Table 1: Tested CFP Configurations

A solution to these problems that has been proposed is the so-called "Counter DataFlow" (CDF) architecture. In the counter dataflow architecture, we simply wrap the ends of the instruction and data units back into the decode unit, thus instructions that cannot execute because of data dependancies or resource conflicts are simply "reissued" as they reach the top of the pipeline. Obviously this solves the two issues mentioned above: Since instructions are forced (and are able) to constantly move through the pipeline, the pipe becomes quasi-infinate and we no longer have to worry about reaching "the end" of the pipe and needing to stall for a result. High-latency and resource starved instructions no longer bottle up the pipe.

The CDF pipeline differs from the in two additional ways: First, results of computation go into the result pipe rather than the instruction pipe. since these pipes are now seperate, we can now have instructions with differing execution times, whereas before this was a problem due to the consistancy required between the entry and recovery points in the pipeline. Second, instructions are removed from the pipeline upon execution in order to make room for new instructions in the pipeline.

# 3.2 Experiment and Results

The authors of one of the papers reviewed constructed a simulation of several candidate CDF processors, each having a different number of instruction/data pipes. These different processors, labeled 0 through 4, are summarized in 1. Each processor was simulated on the first 2,000,000 instructions in the SPEC95 suite of benchmarks.

In the paper mentioned above, the results of the compress, gcc, and swim benchmarks were deemed representative of the group in general. We see the results in figure 7. As is expected, a general trend is that the larger the number of pipes, the better the performance. Another general trend is that the swim benchmark is generally easier than the other two, and that gap increases with the number of pipes. A closer look at the three benchmarks reveals the reason: The swim benchmark has an average hazard distance (that is, the average distance to the next hazard) of 13 inststructions, with the other two benchmarks at 1.3 and 3 instructions for compress and gcc respectively. This allows for a high level of instruction-level parallelism in the swim benchmarks not possible in the other two, which in turn explains the outstanding performance of the CFP4 design on that benchmark.

Another factor measured was the average pipeline utilization. Note the this measurement can be taken in two different ways: On one hand, we would prefer that our entire pipeline would be utilized all the time as this would point to high effiency. On the other hand, we realize that if the entire pipe is utilized all the time, there will be no room for new instructions to enter! The compromise is hope for high utilization in early pipe stages and lower utilization in later ones. This is exactly what the authors found for most cases with both the data and instruction pipes. In the case of gcc, however, the high degree of data dependancy caused many instructions to remain in the pipe for a great deal of time, thus "over-utilizing" the pipe and preventing new instructions from entring. Obviously, this has a disasterous effect on performance, although leaving empty pipe stages at the top of the pipe leaves one feeling unsatisfied. We resolve this dissatisfaction in the next section.
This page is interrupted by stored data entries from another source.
//! Axum extractors.

pub mod auth_user;

pub use auth_user::AuthUser;
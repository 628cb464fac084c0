//! Request tracing middleware.
//!
//! Extracts or generates a request ID for log correlation.

use axum::{
    body::Body,
    http::{header::HeaderName, HeaderValue, Request},
    middleware::Next,
    response::Response,
};
use tracing::Instrument;
use uuid::Uuid;

/// Header name for request ID.
pub const REQUEST_ID_HEADER: &str = "X-Request-ID";

/// Request ID stored in request extensions.
#[derive(Debug, Clone)]
pub struct RequestId(pub String);

/// Middleware that extracts or generates a request ID.
///
/// If the `X-Request-ID` header is present, uses that value; otherwise
/// generates a new UUID v4. The ID is stored in request extensions, echoed
/// in the response headers, and attached to the request tracing span.
pub async fn trace_id(mut req: Request<Body>, next: Next) -> Response {
    let request_id = req
        .headers()
        .get(REQUEST_ID_HEADER)
        .and_then(|v| v.to_str().ok())
        .map(|s| s.to_string())
        .unwrap_or_else(|| Uuid::new_v4().to_string());

    req.extensions_mut().insert(RequestId(request_id.clone()));

    let span = tracing::info_span!(
        "request",
        request_id = %request_id,
        method = %req.method(),
        path = %req.uri().path(),
    );

    async move {
        let start = std::time::Instant::now();

        let mut response = next.run(req).await;

        tracing::info!(
            request_id = %request_id,
            status = response.status().as_u16(),
            duration_ms = start.elapsed().as_millis() as u64,
            "Request completed"
        );

        if let Ok(header_value) = HeaderValue::from_str(&request_id) {
            response
                .headers_mut()
                .insert(HeaderName::from_static("x-request-id"), header_value);
        }

        response
    }
    .instrument(span)
    .await
}
//! HTTP middleware: logging, tracing, metrics, security headers,
//! authentication, and role-based authorization.

pub mod auth;
pub mod logging;
pub mod metrics;
pub mod rbac;
pub mod security_headers;
pub mod trace_id;

pub use auth::{require_auth, AuthUser};
pub use metrics::{init_metrics, metrics_handler, metrics_middleware};
pub use rbac::require_manager;
pub use security_headers::security_headers_middleware;
pub use trace_id::trace_id;
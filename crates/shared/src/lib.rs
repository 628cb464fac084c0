//! Shared utilities for the FMIS backend.
//!
//! This crate contains:
//! - JWT session token generation and validation
//! - Password hashing

pub mod jwt;
pub mod password;
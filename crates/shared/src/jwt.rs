//! Session token utilities using HS256-signed JWTs.
//!
//! Tokens are stateless and self-contained: the payload carries the user's
//! identity and role, and validity ends when the embedded expiry elapses.
//! There is no server-side revocation list.

use chrono::Utc;
use jsonwebtoken::{decode, encode, Algorithm, DecodingKey, EncodingKey, Header, Validation};
use serde::{Deserialize, Serialize};
use thiserror::Error;
use uuid::Uuid;

/// Error type for session token operations.
#[derive(Debug, Error)]
pub enum JwtError {
    #[error("Failed to encode token: {0}")]
    EncodingError(String),

    #[error("Token has expired")]
    TokenExpired,

    #[error("Invalid token")]
    InvalidToken,

    #[error("Signing secret too short (minimum {0} bytes)")]
    WeakSecret(usize),
}

/// Minimum accepted length for the signing secret, in bytes.
pub const MIN_SECRET_LEN: usize = 16;

/// Default leeway in seconds for clock skew tolerance.
pub const DEFAULT_LEEWAY_SECS: u64 = 30;

/// Session token claims.
///
/// The subject is the user id; email, role and name are embedded so handlers
/// can authorize without a user lookup.
#[derive(Debug, Clone, Serialize, Deserialize)]
pub struct SessionClaims {
    /// Subject (user ID)
    pub sub: String,
    /// User email
    pub email: String,
    /// User role (manager, finance, field_officer, farmer)
    pub role: String,
    /// Display name
    pub name: String,
    /// Issued at (Unix timestamp)
    pub iat: i64,
    /// Expiration time (Unix timestamp)
    pub exp: i64,
    /// Unique token identifier
    pub jti: String,
}

/// Signing and validation configuration for session tokens.
#[derive(Clone)]
pub struct JwtKeys {
    encoding_key: EncodingKey,
    decoding_key: DecodingKey,
    /// Token lifetime in seconds (default: 604800 = 7 days)
    pub token_expiry_secs: i64,
    /// Leeway in seconds for clock skew tolerance
    pub leeway_secs: u64,
}

impl std::fmt::Debug for JwtKeys {
    fn fmt(&self, f: &mut std::fmt::Formatter<'_>) -> std::fmt::Result {
        f.debug_struct("JwtKeys")
            .field("token_expiry_secs", &self.token_expiry_secs)
            .field("leeway_secs", &self.leeway_secs)
            .field("encoding_key", &"[REDACTED]")
            .field("decoding_key", &"[REDACTED]")
            .finish()
    }
}

impl JwtKeys {
    /// Creates keys from a shared signing secret.
    pub fn from_secret(secret: &str, token_expiry_secs: i64) -> Result<Self, JwtError> {
        Self::with_leeway(secret, token_expiry_secs, DEFAULT_LEEWAY_SECS)
    }

    /// Creates keys from a shared signing secret with custom clock-skew leeway.
    pub fn with_leeway(
        secret: &str,
        token_expiry_secs: i64,
        leeway_secs: u64,
    ) -> Result<Self, JwtError> {
        if secret.len() < MIN_SECRET_LEN {
            return Err(JwtError::WeakSecret(MIN_SECRET_LEN));
        }

        Ok(Self {
            encoding_key: EncodingKey::from_secret(secret.as_bytes()),
            decoding_key: DecodingKey::from_secret(secret.as_bytes()),
            token_expiry_secs,
            leeway_secs,
        })
    }

    /// Issues a signed session token for the given identity.
    pub fn issue_token(
        &self,
        user_id: Uuid,
        email: &str,
        role: &str,
        name: &str,
    ) -> Result<String, JwtError> {
        let now = Utc::now().timestamp();
        let claims = SessionClaims {
            sub: user_id.to_string(),
            email: email.to_string(),
            role: role.to_string(),
            name: name.to_string(),
            iat: now,
            exp: now + self.token_expiry_secs,
            jti: Uuid::new_v4().to_string(),
        };

        encode(&Header::new(Algorithm::HS256), &claims, &self.encoding_key)
            .map_err(|e| JwtError::EncodingError(e.to_string()))
    }

    /// Validates a session token and returns its claims.
    pub fn validate_token(&self, token: &str) -> Result<SessionClaims, JwtError> {
        let mut validation = Validation::new(Algorithm::HS256);
        validation.leeway = self.leeway_secs;
        validation.validate_exp = true;

        decode::<SessionClaims>(token, &self.decoding_key, &validation)
            .map(|data| data.claims)
            .map_err(|e| match e.kind() {
                jsonwebtoken::errors::ErrorKind::ExpiredSignature => JwtError::TokenExpired,
                _ => JwtError::InvalidToken,
            })
    }
}
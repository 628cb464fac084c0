//! Role-based access control middleware.

use axum::{
    body::Body,
    http::{Request, StatusCode},
    middleware::Next,
    response::{IntoResponse, Response},
    Json,
};
use domain::models::Role;
use serde_json::json;

use crate::middleware::auth::{unauthorized_response, AuthUser};

/// Middleware that requires the authenticated caller to be a manager.
///
/// Requires `AuthUser` in request extensions, so it must be layered inside
/// `require_auth`.
pub async fn require_manager(req: Request<Body>, next: Next) -> Response {
    let auth = match req.extensions().get::<AuthUser>() {
        Some(auth) => auth,
        None => {
            tracing::warn!("RBAC middleware called without AuthUser in extensions");
            return unauthorized_response("Authentication required");
        }
    };

    if auth.role != Role::Manager {
        tracing::debug!(
            user_id = %auth.user_id,
            role = %auth.role,
            "Manager-only route denied"
        );
        return forbidden_response("Manager role required");
    }

    next.run(req).await
}

fn forbidden_response(message: &str) -> Response {
    (
        StatusCode::FORBIDDEN,
        Json(json!({
            "success": false,
            "error": "forbidden",
            "message": message
        })),
    )
        .into_response()
}
//! Repository implementations.

pub mod access_code;
pub mod user;

pub use access_code::{AccessCodeRepository, ConsumeOutcome};
pub use user::UserRepository;
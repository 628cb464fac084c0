//! Access code service: issuance, listing, and retirement of role-scoped
//! registration codes. All operations here are manager-only at the HTTP
//! layer; consumption during registration lives in the auth service.

use domain::models::{code_expiry, generate_code, normalize_code, AccessCode, Role};
use persistence::repositories::AccessCodeRepository;
use sqlx::PgPool;
use thiserror::Error;

use crate::middleware::metrics::record_access_code_issued;

/// Errors that can occur during access code administration.
#[derive(Debug, Error)]
pub enum AccessCodeError {
    #[error("Role must be one of: field_officer, finance, manager")]
    InvalidRole,

    #[error("Code not found or already expired")]
    CodeNotActive,

    #[error("Database error: {0}")]
    DatabaseError(#[from] sqlx::Error),
}

/// Access code administration service.
pub struct AccessCodeService {
    codes: AccessCodeRepository,
}

impl AccessCodeService {
    pub fn new(pool: PgPool) -> Self {
        Self {
            codes: AccessCodeRepository::new(pool),
        }
    }

    /// Generate a fresh code for the role, superseding any active ones.
    pub async fn generate(
        &self,
        role: &str,
        created_by: &str,
    ) -> Result<AccessCode, AccessCodeError> {
        let role = Self::parse_code_role(role)?;

        let code = self
            .codes
            .rotate(role, &generate_code(), created_by, code_expiry())
            .await?;

        record_access_code_issued(role.as_str(), "manager");
        tracing::info!(role = %role, created_by = %created_by, "Access code generated");

        Ok(code)
    }

    /// Newest active code per role.
    pub async fn list_active(&self) -> Result<Vec<AccessCode>, AccessCodeError> {
        Ok(self.codes.list_active().await?)
    }

    /// Most recent codes across all roles and statuses.
    pub async fn history(&self) -> Result<Vec<AccessCode>, AccessCodeError> {
        Ok(self.codes.history().await?)
    }

    /// Manually expire an active code. Whether the code was used, already
    /// expired, or never existed is indistinguishable to the caller.
    pub async fn expire(&self, raw_code: &str) -> Result<(), AccessCodeError> {
        let code = normalize_code(raw_code);

        if self.codes.expire_code(&code).await? {
            tracing::info!(code = %code, "Access code manually expired");
            Ok(())
        } else {
            Err(AccessCodeError::CodeNotActive)
        }
    }

    /// Codes are only minted for roles that register through them. Farmer
    /// accounts have no code lane at all.
    fn parse_code_role(role: &str) -> Result<Role, AccessCodeError> {
        match role.parse::<Role>() {
            Ok(Role::Farmer) | Err(_) => Err(AccessCodeError::InvalidRole),
            Ok(role) => Ok(role),
        }
    }
}
use axum::{
    middleware,
    routing::{get, post},
    Router,
};
use sqlx::PgPool;
use std::sync::Arc;
use std::time::Duration;
use tower_http::{
    compression::CompressionLayer,
    cors::{Any, CorsLayer},
    timeout::TimeoutLayer,
    trace::TraceLayer,
};

use crate::config::Config;
use crate::error::ApiError;
use crate::middleware::{
    metrics_handler, metrics_middleware, require_auth, require_manager,
    security_headers_middleware, trace_id,
};
use crate::routes::{access_codes, auth, health};
use shared::jwt::JwtKeys;

#[derive(Clone)]
pub struct AppState {
    pub pool: PgPool,
    pub config: Arc<Config>,
    pub jwt: JwtKeys,
}

pub fn create_app(config: Config, pool: PgPool) -> Result<Router, ApiError> {
    let jwt = JwtKeys::with_leeway(
        &config.jwt.secret,
        config.jwt.token_expiry_secs,
        config.jwt.leeway_secs,
    )
    .map_err(|e| ApiError::Internal(format!("JWT configuration error: {}", e)))?;

    let config = Arc::new(config);
    let state = AppState {
        pool,
        config: config.clone(),
        jwt,
    };

    // Build CORS layer based on configuration
    let cors = if config.security.cors_origins.is_empty() {
        // Default: allow any origin (for development)
        CorsLayer::new()
            .allow_origin(Any)
            .allow_methods(Any)
            .allow_headers(Any)
    } else {
        // Production: only allow specified origins
        use tower_http::cors::AllowOrigin;
        let origins: Vec<_> = config
            .security
            .cors_origins
            .iter()
            .filter_map(|o| o.parse().ok())
            .collect();
        CorsLayer::new()
            .allow_origin(AllowOrigin::list(origins))
            .allow_methods(Any)
            .allow_headers(Any)
    };

    // Public routes (no authentication required)
    let public_routes = Router::new()
        .route("/api/auth/login", post(auth::login))
        .route("/api/auth/register", post(auth::register))
        .route("/api/health", get(health::health_check))
        .route("/api/health/ready", get(health::ready))
        .route("/api/health/live", get(health::live))
        .route("/metrics", get(metrics_handler));

    // Protected routes (any authenticated user)
    let protected_routes = Router::new()
        .route("/api/auth/profile", get(auth::profile))
        .route("/api/auth/change-password", post(auth::change_password))
        .route_layer(middleware::from_fn_with_state(state.clone(), require_auth));

    // Manager routes: auth runs first (outermost), then the role check
    let manager_routes = Router::new()
        .route("/api/access-codes/generate", post(access_codes::generate))
        .route("/api/access-codes/active", get(access_codes::list_active))
        .route("/api/access-codes/history", get(access_codes::history))
        .route("/api/access-codes/expire", post(access_codes::expire))
        .route_layer(middleware::from_fn(require_manager))
        .route_layer(middleware::from_fn_with_state(state.clone(), require_auth));

    // Merge all routes
    Ok(Router::new()
        .merge(public_routes)
        .merge(protected_routes)
        .merge(manager_routes)
        // Global middleware (order matters: bottom layers run first)
        .layer(middleware::from_fn(security_headers_middleware))
        .layer(CompressionLayer::new())
        .layer(TimeoutLayer::new(Duration::from_secs(
            config.server.request_timeout_secs,
        )))
        .layer(middleware::from_fn(metrics_middleware))
        .layer(TraceLayer::new_for_http())
        .layer(middleware::from_fn(trace_id))
        .layer(cors)
        .with_state(state))
}
//! Health check endpoint handlers.

use axum::{extract::State, http::StatusCode, Json};
use serde::Serialize;

use crate::app::AppState;

/// Health check response.
#[derive(Debug, Serialize)]
#[serde(rename_all = "snake_case")]
pub struct HealthResponse {
    pub status: String,
    pub version: String,
    pub database: DatabaseHealth,
}

/// Database health status.
#[derive(Debug, Serialize)]
#[serde(rename_all = "snake_case")]
pub struct DatabaseHealth {
    pub connected: bool,
    pub latency_ms: Option<u64>,
}

/// Simple status response for liveness/readiness probes.
#[derive(Debug, Serialize)]
pub struct StatusResponse {
    pub status: String,
}

/// Full health check endpoint.
///
/// Returns database connectivity along with the crate version.
pub async fn health_check(
    State(state): State<AppState>,
) -> Result<Json<HealthResponse>, StatusCode> {
    let start = std::time::Instant::now();
    let db_connected = sqlx::query("SELECT 1").execute(&state.pool).await.is_ok();
    let latency_ms = start.elapsed().as_millis() as u64;

    let response = HealthResponse {
        status: if db_connected { "healthy" } else { "unhealthy" }.to_string(),
        version: env!("CARGO_PKG_VERSION").to_string(),
        database: DatabaseHealth {
            connected: db_connected,
            latency_ms: if db_connected { Some(latency_ms) } else { None },
        },
    };

    if db_connected {
        Ok(Json(response))
    } else {
        Err(StatusCode::SERVICE_UNAVAILABLE)
    }
}

/// Liveness probe endpoint.
///
/// Returns 200 OK if the process is running.
pub async fn live() -> Json<StatusResponse> {
    Json(StatusResponse {
        status: "alive".to_string(),
    })
}

/// Readiness probe endpoint.
///
/// Returns 200 OK if the service can accept traffic (database connected).
pub async fn ready(State(state): State<AppState>) -> Result<Json<StatusResponse>, StatusCode> {
    let db_connected = sqlx::query("SELECT 1").execute(&state.pool).await.is_ok();

    if db_connected {
        Ok(Json(StatusResponse {
            status: "ready".to_string(),
        }))
    } else {
        Err(StatusCode::SERVICE_UNAVAILABLE)
    }
}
# IPC for SPEC95 Benchmarks



Figure 7: Results of Benchmarks



Figure 8: Multi-threaded CDP Architecture

#### 3.3 Advanced Applications

We have seen that the two main apparent areas for possible improvement in the CDF architecture are, first, finding new areas of parallelism to exploit, and second, utilizing the unused upper stages of the pipe. We exploit both of these by attempting hardware multithreading.

In the absence of very little available space left to exploit in the realm of instruction-level parallelism, many processor architects have begun to do multithreading within the hardware. Executing instructions from different threads is especially attractive because one need no worry about interdependancies between threads on an instruction level as there are none! In traditional architectures, this involves scheduling instructions which compete for resources within the processor.

Here we see that CDF is uniquely suited for this problem. Since the upper stages of the pipe are currently underutilized, we can push instructions from another thread into the pipe at just the point where we see a sharp drop in instructions from the current thread. We thus create a pipe with two junctures at which instructions are inserted, as shown in figure 8. In this way, we create new parallelism and use our unused pipe stages effectively with one elegant construction.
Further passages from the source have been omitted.